EXERCISE BRIEF:
Scan the records below, and wherever a line has the word "patch", pull it out.

DATA FOR THIS EXERCISE:
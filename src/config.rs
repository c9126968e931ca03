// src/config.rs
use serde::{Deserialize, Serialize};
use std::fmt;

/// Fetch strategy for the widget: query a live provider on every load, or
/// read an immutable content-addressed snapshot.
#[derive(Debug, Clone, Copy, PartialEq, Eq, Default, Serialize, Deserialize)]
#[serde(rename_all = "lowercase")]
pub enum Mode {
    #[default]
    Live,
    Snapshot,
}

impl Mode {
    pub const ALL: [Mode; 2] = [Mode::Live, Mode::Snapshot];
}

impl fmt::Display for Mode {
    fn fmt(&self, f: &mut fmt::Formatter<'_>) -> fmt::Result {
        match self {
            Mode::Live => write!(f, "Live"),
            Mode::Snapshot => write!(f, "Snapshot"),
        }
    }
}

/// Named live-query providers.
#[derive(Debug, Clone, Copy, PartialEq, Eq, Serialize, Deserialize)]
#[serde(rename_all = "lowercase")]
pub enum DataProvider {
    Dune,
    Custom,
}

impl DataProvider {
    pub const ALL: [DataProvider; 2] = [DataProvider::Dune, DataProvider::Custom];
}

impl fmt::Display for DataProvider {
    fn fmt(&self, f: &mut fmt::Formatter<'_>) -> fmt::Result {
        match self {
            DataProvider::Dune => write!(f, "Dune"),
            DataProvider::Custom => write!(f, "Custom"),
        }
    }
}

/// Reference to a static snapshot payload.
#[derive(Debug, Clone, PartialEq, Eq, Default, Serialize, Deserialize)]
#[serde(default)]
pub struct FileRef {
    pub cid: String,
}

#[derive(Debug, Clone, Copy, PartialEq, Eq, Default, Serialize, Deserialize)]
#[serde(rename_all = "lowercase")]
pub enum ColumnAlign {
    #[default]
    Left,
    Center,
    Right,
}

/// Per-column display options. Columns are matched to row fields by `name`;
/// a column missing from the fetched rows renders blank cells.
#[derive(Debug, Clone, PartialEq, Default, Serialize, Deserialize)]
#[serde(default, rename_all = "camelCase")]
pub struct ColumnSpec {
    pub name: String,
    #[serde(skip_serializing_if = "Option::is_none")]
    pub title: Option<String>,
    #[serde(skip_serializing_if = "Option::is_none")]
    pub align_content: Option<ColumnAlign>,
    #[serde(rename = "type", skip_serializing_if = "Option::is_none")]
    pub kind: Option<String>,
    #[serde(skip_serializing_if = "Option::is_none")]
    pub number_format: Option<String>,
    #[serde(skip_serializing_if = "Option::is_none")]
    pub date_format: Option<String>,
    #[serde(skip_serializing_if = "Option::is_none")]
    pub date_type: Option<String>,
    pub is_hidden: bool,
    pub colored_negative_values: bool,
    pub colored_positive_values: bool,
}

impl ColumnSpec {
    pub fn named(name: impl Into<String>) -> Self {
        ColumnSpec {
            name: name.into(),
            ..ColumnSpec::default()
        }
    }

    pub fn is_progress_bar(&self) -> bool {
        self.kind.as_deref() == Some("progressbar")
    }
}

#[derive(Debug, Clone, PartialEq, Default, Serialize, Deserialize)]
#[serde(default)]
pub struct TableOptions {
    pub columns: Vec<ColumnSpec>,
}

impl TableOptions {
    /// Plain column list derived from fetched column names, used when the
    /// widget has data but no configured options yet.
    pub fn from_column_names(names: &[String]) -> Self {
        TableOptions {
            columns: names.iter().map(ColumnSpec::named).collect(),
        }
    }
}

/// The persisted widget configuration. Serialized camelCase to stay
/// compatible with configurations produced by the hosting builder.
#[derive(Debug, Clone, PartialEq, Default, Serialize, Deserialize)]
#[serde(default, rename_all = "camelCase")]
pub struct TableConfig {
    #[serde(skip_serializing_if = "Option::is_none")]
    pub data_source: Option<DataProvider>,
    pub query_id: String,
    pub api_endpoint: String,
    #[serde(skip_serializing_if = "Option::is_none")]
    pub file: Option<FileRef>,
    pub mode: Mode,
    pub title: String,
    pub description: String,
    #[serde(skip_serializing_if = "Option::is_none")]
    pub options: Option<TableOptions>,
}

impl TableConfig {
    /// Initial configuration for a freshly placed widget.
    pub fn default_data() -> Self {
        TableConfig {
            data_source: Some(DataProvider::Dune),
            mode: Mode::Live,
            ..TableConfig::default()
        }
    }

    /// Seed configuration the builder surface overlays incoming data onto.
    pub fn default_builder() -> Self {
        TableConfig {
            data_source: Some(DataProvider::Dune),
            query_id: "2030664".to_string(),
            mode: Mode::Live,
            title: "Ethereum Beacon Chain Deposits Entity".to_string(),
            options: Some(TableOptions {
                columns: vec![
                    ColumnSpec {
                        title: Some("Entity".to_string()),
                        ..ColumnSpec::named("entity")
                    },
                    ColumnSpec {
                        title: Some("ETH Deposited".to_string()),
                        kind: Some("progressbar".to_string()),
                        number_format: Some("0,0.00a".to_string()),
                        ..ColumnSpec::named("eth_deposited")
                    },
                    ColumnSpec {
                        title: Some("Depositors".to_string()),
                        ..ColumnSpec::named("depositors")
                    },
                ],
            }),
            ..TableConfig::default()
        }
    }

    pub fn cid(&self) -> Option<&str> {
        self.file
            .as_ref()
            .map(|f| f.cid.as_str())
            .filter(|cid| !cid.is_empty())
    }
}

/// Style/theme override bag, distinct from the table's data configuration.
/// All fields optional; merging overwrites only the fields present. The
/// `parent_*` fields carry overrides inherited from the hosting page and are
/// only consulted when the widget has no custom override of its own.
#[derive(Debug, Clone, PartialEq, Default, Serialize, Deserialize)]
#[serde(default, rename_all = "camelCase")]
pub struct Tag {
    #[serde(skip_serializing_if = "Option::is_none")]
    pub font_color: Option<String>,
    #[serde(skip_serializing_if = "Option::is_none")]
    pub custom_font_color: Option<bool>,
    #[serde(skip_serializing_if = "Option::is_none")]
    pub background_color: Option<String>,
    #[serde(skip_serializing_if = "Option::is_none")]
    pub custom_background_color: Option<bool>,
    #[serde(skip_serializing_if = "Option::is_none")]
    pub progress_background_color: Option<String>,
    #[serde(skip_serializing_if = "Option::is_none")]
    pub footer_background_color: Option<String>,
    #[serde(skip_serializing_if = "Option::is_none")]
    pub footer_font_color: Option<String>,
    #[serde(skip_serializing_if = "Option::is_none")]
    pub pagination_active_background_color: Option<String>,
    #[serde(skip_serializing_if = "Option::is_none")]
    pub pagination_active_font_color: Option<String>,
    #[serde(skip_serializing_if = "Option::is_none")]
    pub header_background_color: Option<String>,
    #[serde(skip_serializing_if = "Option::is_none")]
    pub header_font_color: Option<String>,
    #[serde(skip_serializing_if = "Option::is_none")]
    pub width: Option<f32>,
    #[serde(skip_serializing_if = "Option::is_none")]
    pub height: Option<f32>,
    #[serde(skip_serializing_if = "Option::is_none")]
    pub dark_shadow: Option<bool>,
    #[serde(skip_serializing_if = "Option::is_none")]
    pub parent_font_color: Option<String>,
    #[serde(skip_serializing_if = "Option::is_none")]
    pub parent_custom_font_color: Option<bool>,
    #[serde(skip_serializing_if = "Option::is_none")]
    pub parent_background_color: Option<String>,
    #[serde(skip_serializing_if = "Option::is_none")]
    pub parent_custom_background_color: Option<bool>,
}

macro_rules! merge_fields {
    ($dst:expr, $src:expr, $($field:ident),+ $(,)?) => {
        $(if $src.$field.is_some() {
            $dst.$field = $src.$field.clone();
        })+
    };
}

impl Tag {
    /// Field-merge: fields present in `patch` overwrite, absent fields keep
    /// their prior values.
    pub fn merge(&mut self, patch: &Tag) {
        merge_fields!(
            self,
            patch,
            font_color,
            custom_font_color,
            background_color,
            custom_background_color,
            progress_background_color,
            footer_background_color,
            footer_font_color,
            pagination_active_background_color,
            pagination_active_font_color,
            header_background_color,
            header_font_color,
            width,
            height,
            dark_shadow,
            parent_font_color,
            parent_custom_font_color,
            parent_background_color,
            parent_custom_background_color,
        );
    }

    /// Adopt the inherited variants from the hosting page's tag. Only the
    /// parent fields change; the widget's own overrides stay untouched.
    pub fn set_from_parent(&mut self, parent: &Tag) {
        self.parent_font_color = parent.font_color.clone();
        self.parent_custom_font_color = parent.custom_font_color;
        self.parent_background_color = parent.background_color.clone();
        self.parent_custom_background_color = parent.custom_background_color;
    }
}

==

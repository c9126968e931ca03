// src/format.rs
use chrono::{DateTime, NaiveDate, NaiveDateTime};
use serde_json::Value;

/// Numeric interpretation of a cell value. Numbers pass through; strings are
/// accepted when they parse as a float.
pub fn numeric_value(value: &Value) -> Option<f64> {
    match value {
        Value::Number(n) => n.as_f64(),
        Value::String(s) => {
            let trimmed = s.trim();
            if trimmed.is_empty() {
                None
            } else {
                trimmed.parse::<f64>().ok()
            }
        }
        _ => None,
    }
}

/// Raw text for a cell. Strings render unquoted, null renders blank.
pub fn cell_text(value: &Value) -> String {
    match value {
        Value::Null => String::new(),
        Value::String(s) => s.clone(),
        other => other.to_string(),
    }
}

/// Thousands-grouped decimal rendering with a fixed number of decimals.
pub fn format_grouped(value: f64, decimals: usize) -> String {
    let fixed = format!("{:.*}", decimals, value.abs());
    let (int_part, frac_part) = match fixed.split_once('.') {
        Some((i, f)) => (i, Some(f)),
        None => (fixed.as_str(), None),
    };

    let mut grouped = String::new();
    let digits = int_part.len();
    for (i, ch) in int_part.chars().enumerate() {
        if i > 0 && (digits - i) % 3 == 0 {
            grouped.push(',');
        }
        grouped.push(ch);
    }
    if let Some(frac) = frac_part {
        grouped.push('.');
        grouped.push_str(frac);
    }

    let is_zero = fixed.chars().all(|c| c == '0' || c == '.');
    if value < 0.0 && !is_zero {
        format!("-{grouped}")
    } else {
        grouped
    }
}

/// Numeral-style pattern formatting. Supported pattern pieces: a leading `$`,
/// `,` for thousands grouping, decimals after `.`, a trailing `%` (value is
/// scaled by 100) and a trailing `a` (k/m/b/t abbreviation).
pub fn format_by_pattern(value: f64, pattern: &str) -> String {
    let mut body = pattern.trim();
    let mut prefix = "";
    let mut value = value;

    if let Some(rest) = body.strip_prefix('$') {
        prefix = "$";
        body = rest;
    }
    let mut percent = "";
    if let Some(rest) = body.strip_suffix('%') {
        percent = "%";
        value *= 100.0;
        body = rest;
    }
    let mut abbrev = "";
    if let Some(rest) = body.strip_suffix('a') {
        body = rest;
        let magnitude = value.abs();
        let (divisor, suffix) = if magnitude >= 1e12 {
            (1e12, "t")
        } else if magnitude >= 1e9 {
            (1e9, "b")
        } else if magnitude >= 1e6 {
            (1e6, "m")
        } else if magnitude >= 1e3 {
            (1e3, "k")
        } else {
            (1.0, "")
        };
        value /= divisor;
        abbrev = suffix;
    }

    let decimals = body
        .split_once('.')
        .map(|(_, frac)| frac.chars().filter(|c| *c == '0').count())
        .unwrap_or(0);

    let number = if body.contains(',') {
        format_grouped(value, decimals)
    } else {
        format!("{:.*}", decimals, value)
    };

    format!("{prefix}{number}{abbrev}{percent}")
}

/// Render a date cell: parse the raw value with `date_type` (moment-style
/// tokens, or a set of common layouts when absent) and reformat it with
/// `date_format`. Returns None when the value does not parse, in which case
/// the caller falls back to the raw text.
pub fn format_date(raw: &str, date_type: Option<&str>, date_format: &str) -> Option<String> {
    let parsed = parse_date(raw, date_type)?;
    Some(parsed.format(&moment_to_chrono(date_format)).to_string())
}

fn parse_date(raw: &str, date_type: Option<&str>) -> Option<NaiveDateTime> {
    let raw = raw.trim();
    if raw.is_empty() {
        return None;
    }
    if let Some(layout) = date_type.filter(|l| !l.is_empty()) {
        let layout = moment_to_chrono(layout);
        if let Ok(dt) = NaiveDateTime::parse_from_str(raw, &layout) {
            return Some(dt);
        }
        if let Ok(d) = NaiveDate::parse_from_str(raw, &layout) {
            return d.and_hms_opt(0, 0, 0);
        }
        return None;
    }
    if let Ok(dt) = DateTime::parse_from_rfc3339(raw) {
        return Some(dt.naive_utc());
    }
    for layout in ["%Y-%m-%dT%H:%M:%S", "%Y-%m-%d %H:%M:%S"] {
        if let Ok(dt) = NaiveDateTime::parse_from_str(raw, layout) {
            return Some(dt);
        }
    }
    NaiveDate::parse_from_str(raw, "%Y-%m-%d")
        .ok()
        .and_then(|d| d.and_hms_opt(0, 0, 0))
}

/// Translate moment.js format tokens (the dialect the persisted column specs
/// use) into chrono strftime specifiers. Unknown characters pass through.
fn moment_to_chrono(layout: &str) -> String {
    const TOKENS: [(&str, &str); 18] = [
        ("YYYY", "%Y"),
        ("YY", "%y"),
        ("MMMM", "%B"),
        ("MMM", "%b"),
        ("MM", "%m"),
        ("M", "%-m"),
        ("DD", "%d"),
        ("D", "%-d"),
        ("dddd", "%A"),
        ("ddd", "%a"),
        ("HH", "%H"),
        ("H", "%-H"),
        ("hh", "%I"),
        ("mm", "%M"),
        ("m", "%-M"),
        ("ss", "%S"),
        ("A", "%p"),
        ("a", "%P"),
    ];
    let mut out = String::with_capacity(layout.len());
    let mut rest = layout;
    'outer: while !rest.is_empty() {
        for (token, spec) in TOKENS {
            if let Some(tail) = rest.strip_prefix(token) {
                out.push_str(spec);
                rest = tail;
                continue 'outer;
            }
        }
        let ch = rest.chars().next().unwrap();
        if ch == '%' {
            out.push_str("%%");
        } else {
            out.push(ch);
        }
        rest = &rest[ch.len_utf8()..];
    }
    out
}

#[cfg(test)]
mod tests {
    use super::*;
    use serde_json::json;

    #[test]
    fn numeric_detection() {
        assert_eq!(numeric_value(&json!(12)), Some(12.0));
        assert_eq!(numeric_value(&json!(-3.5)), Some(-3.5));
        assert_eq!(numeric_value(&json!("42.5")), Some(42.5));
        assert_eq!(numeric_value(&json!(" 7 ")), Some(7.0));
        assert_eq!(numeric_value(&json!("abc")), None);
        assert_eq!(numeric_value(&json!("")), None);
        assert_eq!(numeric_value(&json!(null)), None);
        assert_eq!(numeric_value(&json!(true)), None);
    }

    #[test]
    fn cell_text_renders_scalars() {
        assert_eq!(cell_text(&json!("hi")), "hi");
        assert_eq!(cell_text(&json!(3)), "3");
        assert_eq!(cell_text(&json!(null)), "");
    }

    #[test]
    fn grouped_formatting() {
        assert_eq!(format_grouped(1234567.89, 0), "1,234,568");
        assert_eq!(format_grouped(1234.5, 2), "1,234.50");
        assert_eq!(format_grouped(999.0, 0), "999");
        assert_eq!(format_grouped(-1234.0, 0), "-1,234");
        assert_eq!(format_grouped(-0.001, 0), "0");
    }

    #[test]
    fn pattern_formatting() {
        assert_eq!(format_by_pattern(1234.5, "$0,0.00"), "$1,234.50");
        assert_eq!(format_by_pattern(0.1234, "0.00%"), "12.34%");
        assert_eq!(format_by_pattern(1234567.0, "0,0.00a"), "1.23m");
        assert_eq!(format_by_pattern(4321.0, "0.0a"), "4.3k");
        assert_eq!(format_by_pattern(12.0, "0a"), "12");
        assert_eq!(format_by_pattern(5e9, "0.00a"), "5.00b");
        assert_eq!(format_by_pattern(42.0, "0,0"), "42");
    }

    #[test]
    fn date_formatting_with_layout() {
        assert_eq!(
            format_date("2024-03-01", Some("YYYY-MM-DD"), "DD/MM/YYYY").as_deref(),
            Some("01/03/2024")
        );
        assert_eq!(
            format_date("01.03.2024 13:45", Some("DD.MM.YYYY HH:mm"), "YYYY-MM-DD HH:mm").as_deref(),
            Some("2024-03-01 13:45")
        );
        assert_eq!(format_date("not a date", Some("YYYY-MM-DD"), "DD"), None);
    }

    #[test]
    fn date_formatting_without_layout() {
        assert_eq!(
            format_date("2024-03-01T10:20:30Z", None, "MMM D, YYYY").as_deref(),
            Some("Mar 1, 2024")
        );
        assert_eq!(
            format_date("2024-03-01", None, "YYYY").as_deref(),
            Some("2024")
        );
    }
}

RESPONSE AREA:
    /// Field-merge: fields present in `patch` overwrite, absent fields keep
    pub fn merge(&mut self, patch: &Tag) {
            patch,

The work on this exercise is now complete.